impl DoubleDouble {
    pub const ZERO: Self = Self { hi: 0.0, lo: 0.0 };
    pub const ONE: Self = Self { hi: 1.0, lo: 0.0 };

    /// π
    pub const PI: Self = Self {
        hi: 3.141592653589793116e+00,
        lo: 1.224646799147353207e-16,
    };
    /// π/2
    pub const FRAC_PI_2: Self = Self {
        hi: 1.570796326794896558e+00,
        lo: 6.123233995736766036e-17,
    };
    /// 2π
    pub const TAU: Self = Self {
        hi: 6.283185307179586232e+00,
        lo: 2.449293598294706414e-16,
    };
    /// Euler's number e.
    pub const E: Self = Self {
        hi: 2.718281828459045091e+00,
        lo: 1.445646891729250158e-16,
    };
    /// ln 2
    pub const LN_2: Self = Self {
        hi: 6.931471805599452862e-01,
        lo: 2.319046813846299558e-17,
    };

    /// Unit roundoff of the 106-bit significand, 2⁻¹⁰⁴.
    pub const EPSILON: Self = Self {
        hi: 4.930380657631324e-32,
        lo: 0.0,
    };

    pub const INFINITY: Self = Self {
        hi: f64::INFINITY,
        lo: 0.0,
    };
    pub const NEG_INFINITY: Self = Self {
        hi: f64::NEG_INFINITY,
        lo: 0.0,
    };
    pub const NAN: Self = Self {
        hi: f64::NAN,
        lo: 0.0,
    };

    /// Builds a value from two limbs, renormalizing so that `|lo| ≤ ulp(hi)/2`.
    pub fn new(hi: f64, lo: f64) -> Self {
        let (s, e) = two_sum(hi, lo);
        if !s.is_finite() {
            return Self::from(s);
        }
        Self { hi: s, lo: e }
    }

    /// Leading limb.
    pub fn hi(self) -> f64 {
        self.hi
    }

    /// Trailing limb.
    pub fn lo(self) -> f64 {
        self.lo
    }

    /// Nearest `f64`.
    pub fn to_f64(self) -> f64 {
        self.hi + self.lo
    }

    pub fn is_nan(self) -> bool {
        self.hi.is_nan() || self.lo.is_nan()
    }

    pub fn is_finite(self) -> bool {
        self.hi.is_finite() && self.lo.is_finite()
    }

    pub fn is_infinite(self) -> bool {
        self.hi.is_infinite()
    }

    pub fn is_zero(self) -> bool {
        self.hi == 0.0
    }

    pub fn is_sign_negative(self) -> bool {
        self.hi < 0.0 || (self.hi == 0.0 && self.lo < 0.0)
    }

    pub fn abs(self) -> Self {
        if self.is_sign_negative() { -self } else { self }
    }

    /// Maximum of two values, ignoring NaN like `f64::max`.
    pub fn max(self, other: Self) -> Self {
        if self.is_nan() || other > self { other } else { self }
    }

    /// Minimum of two values, ignoring NaN like `f64::min`.
    pub fn min(self, other: Self) -> Self {
        if self.is_nan() || other < self { other } else { self }
    }

    /// Exact multiplication by a power of two `factor`.
    #[inline]
    pub fn mul_pow2(self, factor: f64) -> Self {
        Self {
            hi: self.hi * factor,
            lo: self.lo * factor,
        }
    }

    /// Multiplies by 2ᵏ, in two steps so that |k| up to ~2000 does not
    /// overflow the intermediate power.
    pub fn ldexp(self, k: i32) -> Self {
        let k1 = k / 2;
        let k2 = k - k1;
        self.mul_pow2(2.0_f64.powi(k1)).mul_pow2(2.0_f64.powi(k2))
    }

    /// Largest integer value not greater than `self`.
    pub fn floor(self) -> Self {
        let hi = self.hi.floor();
        if hi == self.hi {
            let (s, e) = quick_two_sum(hi, self.lo.floor());
            Self { hi: s, lo: e }
        } else {
            Self { hi, lo: 0.0 }
        }
    }

    pub fn sqr(self) -> Self {
        self * self
    }

    pub fn recip(self) -> Self {
        Self::ONE / self
    }

    /// Square root; NaN for negative input.
    pub fn sqrt(self) -> Self {
        if self.is_zero() {
            return Self::ZERO;
        }
        if self.is_nan() || self.hi < 0.0 {
            return Self::NAN;
        }
        if self.is_infinite() {
            return self;
        }
        let y = Self::from(self.hi.sqrt());
        y + (self - y.sqr()) / y.mul_pow2(2.0)
    }

    /// Natural exponential eˣ.
    pub fn exp(self) -> Self {
        // 2^9; r is scaled by 1/SCALE before the series and squared back.
        const SCALE: f64 = 512.0;
        const SQUARINGS: usize = 9;
        const MAX_TERMS: usize = 40;

        if self.is_nan() {
            return Self::NAN;
        }
        if self.hi > 709.78 {
            return Self::INFINITY;
        }
        if self.hi < -745.2 {
            return Self::ZERO;
        }
        if self.is_zero() {
            return Self::ONE;
        }

        let m = (self.hi / Self::LN_2.hi).round();
        let r = (self - Self::LN_2 * m).mul_pow2(1.0 / SCALE);

        // expm1(r) by Taylor series
        let threshold = r.hi.abs() * Self::EPSILON.hi * 1e-3;
        let mut term = r;
        let mut sum = r;
        for n in 2..MAX_TERMS {
            term = term * r / n as f64;
            sum += term;
            if term.hi.abs() <= threshold {
                break;
            }
        }

        // (1 + s)² − 1 = 2s + s²
        for _ in 0..SQUARINGS {
            sum = sum.mul_pow2(2.0) + sum.sqr();
        }
        (sum + Self::ONE).ldexp(m as i32)
    }

    /// Natural logarithm; `-inf` at zero, NaN for negative input.
    pub fn ln(self) -> Self {
        if self.is_nan() || self.is_sign_negative() && !self.is_zero() {
            return Self::NAN;
        }
        if self.is_zero() {
            return Self::NEG_INFINITY;
        }
        if self.is_infinite() {
            return Self::INFINITY;
        }
        if self.hi == 1.0 && self.lo == 0.0 {
            return Self::ZERO;
        }

        // Keep e^(−y) inside the f64 range for very large or tiny inputs.
        let k = self.hi.log2().floor();
        if k.abs() > 600.0 {
            let k = k as i32;
            return self.ldexp(-k).ln() + Self::LN_2 * f64::from(k);
        }

        let y = Self::from(self.hi.ln());
        y + (self * (-y).exp() - Self::ONE)
    }

    /// `self` raised to an integer power, by repeated squaring.
    pub fn powi(self, n: i32) -> Self {
        if n == 0 {
            return Self::ONE;
        }
        let mut base = self;
        let mut e = n.unsigned_abs();
        let mut acc = Self::ONE;
        while e > 0 {
            if e & 1 == 1 {
                acc *= base;
            }
            e >>= 1;
            if e > 0 {
                base = base.sqr();
            }
        }
        if n < 0 { acc.recip() } else { acc }
    }

    /// `self` raised to a real power, `exp(y · ln self)`.
    ///
    /// Negative bases give NaN.
    pub fn powf(self, y: Self) -> Self {
        if self.is_zero() {
            return if y.is_zero() {
                Self::ONE
            } else if y.is_sign_negative() {
                Self::INFINITY
            } else {
                Self::ZERO
            };
        }
        (y * self.ln()).exp()
    }

    pub fn sin(self) -> Self {
        self.sin_cos().0
    }

    pub fn cos(self) -> Self {
        self.sin_cos().1
    }

    /// Sine and cosine computed together.
    pub fn sin_cos(self) -> (Self, Self) {
        if !self.is_finite() {
            return (Self::NAN, Self::NAN);
        }
        let j = (self.hi / Self::FRAC_PI_2.hi).round();
        let r = self - Self::FRAC_PI_2 * j;
        let (s, c) = taylor_sin_cos(r);
        match (j as i64).rem_euclid(4) {
            0 => (s, c),
            1 => (c, -s),
            2 => (-s, -c),
            _ => (-c, s),
        }
    }
}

» WORK TASK
Go through the listing and copy all of it exactly.

» RESULT FOR THIS TASK
impl DoubleDouble {
    pub const ZERO: Self = Self { hi: 0.0, lo: 0.0 };
    pub const ONE: Self = Self { hi: 1.0, lo: 0.0 };

    /// π
    pub const PI: Self = Self {
        hi: 3.141592653589793116e+00,
        lo: 1.224646799147353207e-16,
    };
    /// π/2
    pub const FRAC_PI_2: Self = Self {
        hi: 1.570796326794896558e+00,
        lo: 6.123233995736766036e-17,
    };
    /// 2π
    pub const TAU: Self = Self {
        hi: 6.283185307179586232e+00,
        lo: 2.449293598294706414e-16,
    };
    /// Euler's number e.
    pub const E: Self = Self {
        hi: 2.718281828459045091e+00,
        lo: 1.445646891729250158e-16,
    };
    /// ln 2
    pub const LN_2: Self = Self {
        hi: 6.931471805599452862e-01,
        lo: 2.319046813846299558e-17,
    };

    /// Unit roundoff of the 106-bit significand, 2⁻¹⁰⁴.
    pub const EPSILON: Self = Self {
        hi: 4.930380657631324e-32,
        lo: 0.0,
    };

    pub const INFINITY: Self = Self {
        hi: f64::INFINITY,
        lo: 0.0,
    };
    pub const NEG_INFINITY: Self = Self {
        hi: f64::NEG_INFINITY,
        lo: 0.0,
    };
    pub const NAN: Self = Self {
        hi: f64::NAN,
        lo: 0.0,
    };

    /// Builds a value from two limbs, renormalizing so that `|lo| ≤ ulp(hi)/2`.
    pub fn new(hi: f64, lo: f64) -> Self {
        let (s, e) = two_sum(hi, lo);
        if !s.is_finite() {
            return Self::from(s);
        }
        Self { hi: s, lo: e }
    }

    /// Leading limb.
    pub fn hi(self) -> f64 {
        self.hi
    }

    /// Trailing limb.
    pub fn lo(self) -> f64 {
        self.lo
    }

    /// Nearest `f64`.
    pub fn to_f64(self) -> f64 {
        self.hi + self.lo
    }

    pub fn is_nan(self) -> bool {
        self.hi.is_nan() || self.lo.is_nan()
    }

    pub fn is_finite(self) -> bool {
        self.hi.is_finite() && self.lo.is_finite()
    }

    pub fn is_infinite(self) -> bool {
        self.hi.is_infinite()
    }

    pub fn is_zero(self) -> bool {
        self.hi == 0.0
    }

    pub fn is_sign_negative(self) -> bool {
        self.hi < 0.0 || (self.hi == 0.0 && self.lo < 0.0)
    }

    pub fn abs(self) -> Self {
        if self.is_sign_negative() { -self } else { self }
    }

    /// Maximum of two values, ignoring NaN like `f64::max`.
    pub fn max(self, other: Self) -> Self {
        if self.is_nan() || other > self { other } else { self }
    }

    /// Minimum of two values, ignoring NaN like `f64::min`.
    pub fn min(self, other: Self) -> Self {
        if self.is_nan() || other < self { other } else { self }
    }

    /// Exact multiplication by a power of two `factor`.
    #[inline]
    pub fn mul_pow2(self, factor: f64) -> Self {
        Self {
            hi: self.hi * factor,
            lo: self.lo * factor,
        }
    }

    /// Multiplies by 2ᵏ, in two steps so that |k| up to ~2000 does not
    /// overflow the intermediate power.
    pub fn ldexp(self, k: i32) -> Self {
        let k1 = k / 2;
        let k2 = k - k1;
        self.mul_pow2(2.0_f64.powi(k1)).mul_pow2(2.0_f64.powi(k2))
    }

    /// Largest integer value not greater than `self`.
    pub fn floor(self) -> Self {
        let hi = self.hi.floor();
        if hi == self.hi {
            let (s, e) = quick_two_sum(hi, self.lo.floor());
            Self { hi: s, lo: e }
        } else {
            Self { hi, lo: 0.0 }
        }
    }

    pub fn sqr(self) -> Self {
        self * self
    }

    pub fn recip(self) -> Self {
        Self::ONE / self
    }

    /// Square root; NaN for negative input.
    pub fn sqrt(self) -> Self {
        if self.is_zero() {
            return Self::ZERO;
        }
        if self.is_nan() || self.hi < 0.0 {
            return Self::NAN;
        }
        if self.is_infinite() {
            return self;
        }
        let y = Self::from(self.hi.sqrt());
        y + (self - y.sqr()) / y.mul_pow2(2.0)
    }

    /// Natural exponential eˣ.
    pub fn exp(self) -> Self {
        // 2^9; r is scaled by 1/SCALE before the series and squared back.
        const SCALE: f64 = 512.0;
        const SQUARINGS: usize = 9;
        const MAX_TERMS: usize = 40;

        if self.is_nan() {
            return Self::NAN;
        }
        if self.hi > 709.78 {
            return Self::INFINITY;
        }
        if self.hi < -745.2 {
            return Self::ZERO;
        }
        if self.is_zero() {
            return Self::ONE;
        }

        let m = (self.hi / Self::LN_2.hi).round();
        let r = (self - Self::LN_2 * m).mul_pow2(1.0 / SCALE);

        // expm1(r) by Taylor series
        let threshold = r.hi.abs() * Self::EPSILON.hi * 1e-3;
        let mut term = r;
        let mut sum = r;
        for n in 2..MAX_TERMS {
            term = term * r / n as f64;
            sum += term;
            if term.hi.abs() <= threshold {
                break;
            }
        }

        // (1 + s)² − 1 = 2s + s²
        for _ in 0..SQUARINGS {
            sum = sum.mul_pow2(2.0) + sum.sqr();
        }
        (sum + Self::ONE).ldexp(m as i32)
    }

    /// Natural logarithm; `-inf` at zero, NaN for negative input.
    pub fn ln(self) -> Self {
        if self.is_nan() || self.is_sign_negative() && !self.is_zero() {
            return Self::NAN;
        }
        if self.is_zero() {
            return Self::NEG_INFINITY;
        }
        if self.is_infinite() {
            return Self::INFINITY;
        }
        if self.hi == 1.0 && self.lo == 0.0 {
            return Self::ZERO;
        }

        // Keep e^(−y) inside the f64 range for very large or tiny inputs.
        let k = self.hi.log2().floor();
        if k.abs() > 600.0 {
            let k = k as i32;
            return self.ldexp(-k).ln() + Self::LN_2 * f64::from(k);
        }

        let y = Self::from(self.hi.ln());
        y + (self * (-y).exp() - Self::ONE)
    }

    /// `self` raised to an integer power, by repeated squaring.
    pub fn powi(self, n: i32) -> Self {
        if n == 0 {
            return Self::ONE;
        }
        let mut base = self;
        let mut e = n.unsigned_abs();
        let mut acc = Self::ONE;
        while e > 0 {
            if e & 1 == 1 {
                acc *= base;
            }
            e >>= 1;
            if e > 0 {
                base = base.sqr();
            }
        }
        if n < 0 { acc.recip() } else { acc }
    }

    /// `self` raised to a real power, `exp(y · ln self)`.
    ///
    /// Negative bases give NaN.
    pub fn powf(self, y: Self) -> Self {
        if self.is_zero() {
            return if y.is_zero() {
                Self::ONE
            } else if y.is_sign_negative() {
                Self::INFINITY
            } else {
                Self::ZERO
            };
        }
        (y * self.ln()).exp()
    }

    pub fn sin(self) -> Self {
        self.sin_cos().0
    }

    pub fn cos(self) -> Self {
        self.sin_cos().1
    }

    /// Sine and cosine computed together.
    pub fn sin_cos(self) -> (Self, Self) {
        if !self.is_finite() {
            return (Self::NAN, Self::NAN);
        }
        let j = (self.hi / Self::FRAC_PI_2.hi).round();
        let r = self - Self::FRAC_PI_2 * j;
        let (s, c) = taylor_sin_cos(r);
        match (j as i64).rem_euclid(4) {
            0 => (s, c),
            1 => (c, -s),
            2 => (-s, -c),
            _ => (-c, s),
        }
    }
}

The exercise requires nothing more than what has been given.